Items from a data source

---

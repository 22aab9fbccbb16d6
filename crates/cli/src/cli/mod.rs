// SPDX-License-Identifier: MIT
// Copyright (c) 2026 Alfred Jean LLC

use std::path::PathBuf;

use clap::Parser;

use crate::config::SessionConfig;
use crate::error::Result;

fn non_empty_string(s: &str) -> std::result::Result<String, String> {
    if s.trim().is_empty() {
        Err("cannot be empty".to_string())
    } else {
        Ok(s.to_string())
    }
}

#[derive(Parser, Debug)]
#[command(name = "banter")]
#[command(version = env!("CARGO_PKG_VERSION"))]
#[command(about = "Terminal client for a conversational banking assistant")]
#[command(long_about = "Terminal client for a conversational banking assistant.\n\n\
    Keeps a WebSocket session open to the assistant service, reconnecting with \
    exponential backoff when the connection drops.")]
#[command(after_help = "\
Commands (inside a session):
  /examples     List example prompts
  /1 .. /6      Send an example prompt
  /clear        Clear the message history
  /reconnect    Reconnect now
  /disconnect   Close the connection
  /quit         Leave the session

Examples:
  banter                                   Connect with config.toml or defaults
  banter --url wss://bank.example.com/ws   Connect to another service
  banter --user-id alice -v                Connect as alice with debug logs")]
pub struct Cli {
    /// WebSocket endpoint (overrides config.toml)
    #[arg(long, value_name = "url")]
    pub url: Option<String>,

    /// User identifier sent to the service (overrides config.toml)
    #[arg(long = "user-id", value_name = "id", value_parser = non_empty_string)]
    pub user_id: Option<String>,

    /// Read configuration from <path> instead of the default location
    #[arg(short = 'c', long, value_name = "path")]
    pub config: Option<PathBuf>,

    /// Enable debug logging (RUST_LOG takes precedence)
    #[arg(short = 'v', long)]
    pub verbose: bool,
}

impl Cli {
    /// Build the session configuration: file values first, then flags.
    pub fn resolve_config(&self) -> Result<SessionConfig> {
        let mut config = SessionConfig::load_or_default(self.config.as_deref())?;
        if let Some(url) = &self.url {
            config.url = url.clone();
        }
        if let Some(user_id) = &self.user_id {
            config.user_id = user_id.clone();
        }
        config.validate()?;
        Ok(config)
    }
}

#[cfg(test)]
#[path = "../cli_tests/mod.rs"]
mod tests;
// SPDX-License-Identifier: MIT
// Copyright (c) 2026 Alfred Jean LLC

//! Configuration error tests.
//!
//! Every case here fails before any connection is attempted.

#![allow(clippy::panic)]
#![allow(clippy::unwrap_used)]
#![allow(clippy::expect_used)]

use super::common::*;
use yare::parameterized;

#[parameterized(
    http = { "http://localhost:8000/ws" },
    https = { "https://bank.example.com/ws" },
)]
fn non_websocket_url_is_rejected(url: &str) {
    let temp = TempDir::new().unwrap();
    banter_in(&temp)
        .arg("--url")
        .arg(url)
        .assert()
        .failure()
        .stderr(predicate::str::starts_with("error: unsupported url scheme"))
        .stderr(predicate::str::contains("hint: the endpoint must use ws:// or wss://"));
}

#[test]
fn unparseable_url_is_rejected() {
    let temp = TempDir::new().unwrap();
    banter_in(&temp)
        .arg("--url")
        .arg("not a url")
        .assert()
        .failure()
        .stderr(predicate::str::contains("invalid endpoint url"));
}

#[test]
fn blank_user_id_is_rejected() {
    let temp = TempDir::new().unwrap();
    banter_in(&temp).arg("--user-id").arg(" ").assert().failure();
}

#[test]
fn missing_config_file_fails() {
    let temp = TempDir::new().unwrap();
    banter_in(&temp)
        .arg("--config")
        .arg(temp.path().join("missing.toml"))
        .assert()
        .failure()
        .stderr(predicate::str::contains("io error"));
}

#[test]
fn malformed_config_file_fails() {
    let temp = TempDir::new().unwrap();
    let path = write_config(&temp, "url = [");
    banter_in(&temp)
        .arg("--config")
        .arg(&path)
        .assert()
        .failure()
        .stderr(predicate::str::contains("invalid config file"));
}

#[test]
fn config_file_scheme_is_validated() {
    let temp = TempDir::new().unwrap();
    let path = write_config(&temp, r#"url = "ftp://bank.example.com/ws""#);
    banter_in(&temp)
        .arg("--config")
        .arg(&path)
        .assert()
        .failure()
        .stderr(predicate::str::contains("unsupported url scheme 'ftp'"));
}

#[cfg(target_os = "linux")]
#[test]
fn default_config_location_is_read() {
    let temp = TempDir::new().unwrap();
    let dir = temp.path().join("banter");
    std::fs::create_dir_all(&dir).unwrap();
    std::fs::write(dir.join("config.toml"), r#"url = "http://localhost/ws""#).unwrap();

    banter_in(&temp)
        .assert()
        .failure()
        .stderr(predicate::str::contains("unsupported url scheme 'http'"));
}
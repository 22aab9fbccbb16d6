// SPDX-License-Identifier: MIT
// Copyright (c) 2026 Alfred Jean LLC

//! banter - terminal client for a conversational banking assistant.
//!
//! This crate keeps a persistent WebSocket session to the assistant service
//! and exposes it to presentation code.
//!
//! # Main Components
//!
//! - [`Session`] / [`SessionHandle`] - session task and its cloneable handle
//! - [`SessionController`] - command surface (send, clear, reconnect, disconnect)
//! - [`ConnectionManager`] - connection lifecycle with automatic reconnect
//! - [`SessionConfig`] - endpoint, user id and backoff settings
//! - [`Error`] - Error types for all operations
//!
//! # Usage
//!
//! ```rust,ignore
//! use banter::{Session, SessionConfig};
//! use banter_core::ConnectionState;
//!
//! let handle = Session::spawn(&SessionConfig::default())?;
//! handle.wait_for_state(ConnectionState::Connected).await?;
//! handle.send_message("What's my account balance?").await?;
//! ```

mod cli;
pub mod config;
pub mod error;
pub mod session;
pub mod terminal;

pub use cli::Cli;
pub use config::{ReconnectConfig, SessionConfig};
pub use error::{Error, Result};
pub use session::{
    ConnectionManager, Session, SessionController, SessionError, SessionEvent, SessionHandle,
};

/// Run an interactive session on stdin/stdout until the user quits.
pub async fn run(cli: Cli) -> Result<()> {
    let config = cli.resolve_config()?;
    let handle = Session::spawn(&config)?;

    let input = terminal::spawn_stdin_reader();
    let mut stdout = std::io::stdout();
    terminal::run(&handle, input, &mut stdout).await?;

    handle.disconnect().await?;
    Ok(())
}
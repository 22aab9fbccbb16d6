// SPDX-License-Identifier: MIT
// Copyright (c) 2026 Alfred Jean LLC

//! Transport abstraction for WebSocket communication.
//!
//! A [`Connector`] opens a fresh [`Transport`] for every connection attempt,
//! so a handle that failed or was released is never reused. The layer moves
//! raw text frames only; encoding and decoding happen in the controller.
//!
//! Provides:
//! - Real WebSocket connections for production
//! - Mock connectors and transports for unit testing

use std::future::Future;
use std::pin::Pin;

use futures_util::stream::{SplitSink, SplitStream};
use tokio::net::TcpStream;
use tokio_tungstenite::tungstenite::Message;
use tokio_tungstenite::{MaybeTlsStream, WebSocketStream};

/// Error type for transport operations.
#[derive(Debug, thiserror::Error)]
pub enum TransportError {
    /// Connection failed.
    #[error("connection failed: {0}")]
    ConnectionFailed(String),

    /// Connection closed unexpectedly.
    #[error("connection closed")]
    ConnectionClosed,

    /// Send failed.
    #[error("send failed: {0}")]
    SendFailed(String),

    /// Receive failed.
    #[error("receive failed: {0}")]
    ReceiveFailed(String),
}

/// Result type for transport operations.
pub type TransportResult<T> = Result<T, TransportError>;

/// Boxed future returned by transport operations.
pub type TransportFuture<'a, T> = Pin<Box<dyn Future<Output = TransportResult<T>> + Send + 'a>>;

/// A single established connection.
pub trait Transport: Send {
    /// Send a text frame.
    fn send(&mut self, text: String) -> TransportFuture<'_, ()>;

    /// Receive the next text frame.
    ///
    /// Returns `None` once the connection is closed. Must be cancel-safe: a
    /// dropped `recv` future loses no frame.
    fn recv(&mut self) -> TransportFuture<'_, Option<String>>;

    /// Close the connection gracefully.
    fn close(&mut self) -> TransportFuture<'_, ()>;

    /// Check if connected.
    fn is_connected(&self) -> bool;
}

/// Opens transports.
pub trait Connector: Send + Sync {
    type Transport: Transport + 'static;

    /// Start connecting to `url`.
    ///
    /// The returned future does nothing until polled.
    fn connect(&self, url: &str) -> TransportFuture<'static, Self::Transport>;
}

type WsStream = WebSocketStream<MaybeTlsStream<TcpStream>>;

/// Opens [`WebSocketTransport`]s using tokio-tungstenite.
#[derive(Debug, Default, Clone, Copy)]
pub struct WebSocketConnector;

impl Connector for WebSocketConnector {
    type Transport = WebSocketTransport;

    fn connect(&self, url: &str) -> TransportFuture<'static, WebSocketTransport> {
        let url = url.to_string();
        Box::pin(async move {
            use futures_util::StreamExt;

            let (ws_stream, _) = tokio_tungstenite::connect_async(url.as_str())
                .await
                .map_err(|e| TransportError::ConnectionFailed(e.to_string()))?;

            let (sink, stream) = ws_stream.split();
            Ok(WebSocketTransport { ws: Some(WebSocketConnection { sink, stream }) })
        })
    }
}

/// WebSocket transport implementation using tokio-tungstenite.
pub struct WebSocketTransport {
    /// The WebSocket connection, cleared once it closes or breaks.
    ws: Option<WebSocketConnection>,
}

struct WebSocketConnection {
    sink: SplitSink<WsStream, Message>,
    stream: SplitStream<WsStream>,
}

impl Transport for WebSocketTransport {
    fn send(&mut self, text: String) -> TransportFuture<'_, ()> {
        Box::pin(async move {
            use futures_util::SinkExt;

            let ws = self.ws.as_mut().ok_or(TransportError::ConnectionClosed)?;

            if let Err(e) = ws.sink.send(Message::Text(text.into())).await {
                self.ws = None;
                return Err(TransportError::SendFailed(e.to_string()));
            }

            Ok(())
        })
    }

    fn recv(&mut self) -> TransportFuture<'_, Option<String>> {
        Box::pin(async move {
            use futures_util::StreamExt;

            let ws = self.ws.as_mut().ok_or(TransportError::ConnectionClosed)?;

            loop {
                match ws.stream.next().await {
                    Some(Ok(Message::Text(text))) => return Ok(Some(text.as_str().to_owned())),
                    Some(Ok(Message::Close(_))) | None => {
                        self.ws = None;
                        return Ok(None);
                    }
                    Some(Ok(_)) => {
                        // Ping/pong and binary frames carry no chat content
                        continue;
                    }
                    Some(Err(e)) => {
                        self.ws = None;
                        return Err(TransportError::ReceiveFailed(e.to_string()));
                    }
                }
            }
        })
    }

    fn close(&mut self) -> TransportFuture<'_, ()> {
        Box::pin(async move {
            if let Some(mut ws) = self.ws.take() {
                use futures_util::SinkExt;
                ws.sink.close().await.map_err(|e| TransportError::SendFailed(e.to_string()))?;
            }
            Ok(())
        })
    }

    fn is_connected(&self) -> bool {
        self.ws.is_some()
    }
}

---

- _Required action_:
A copy of each line above that holds the word "TransportError" is the expected answer.

- _Response to the task_:
pub enum TransportError {
pub type TransportResult<T> = Result<T, TransportError>;
                .map_err(|e| TransportError::ConnectionFailed(e.to_string()))?;
            let ws = self.ws.as_mut().ok_or(TransportError::ConnectionClosed)?;
                return Err(TransportError::SendFailed(e.to_string()));
            let ws = self.ws.as_mut().ok_or(TransportError::ConnectionClosed)?;
                        return Err(TransportError::ReceiveFailed(e.to_string()));
                ws.sink.close().await.map_err(|e| TransportError::SendFailed(e.to_string()))?;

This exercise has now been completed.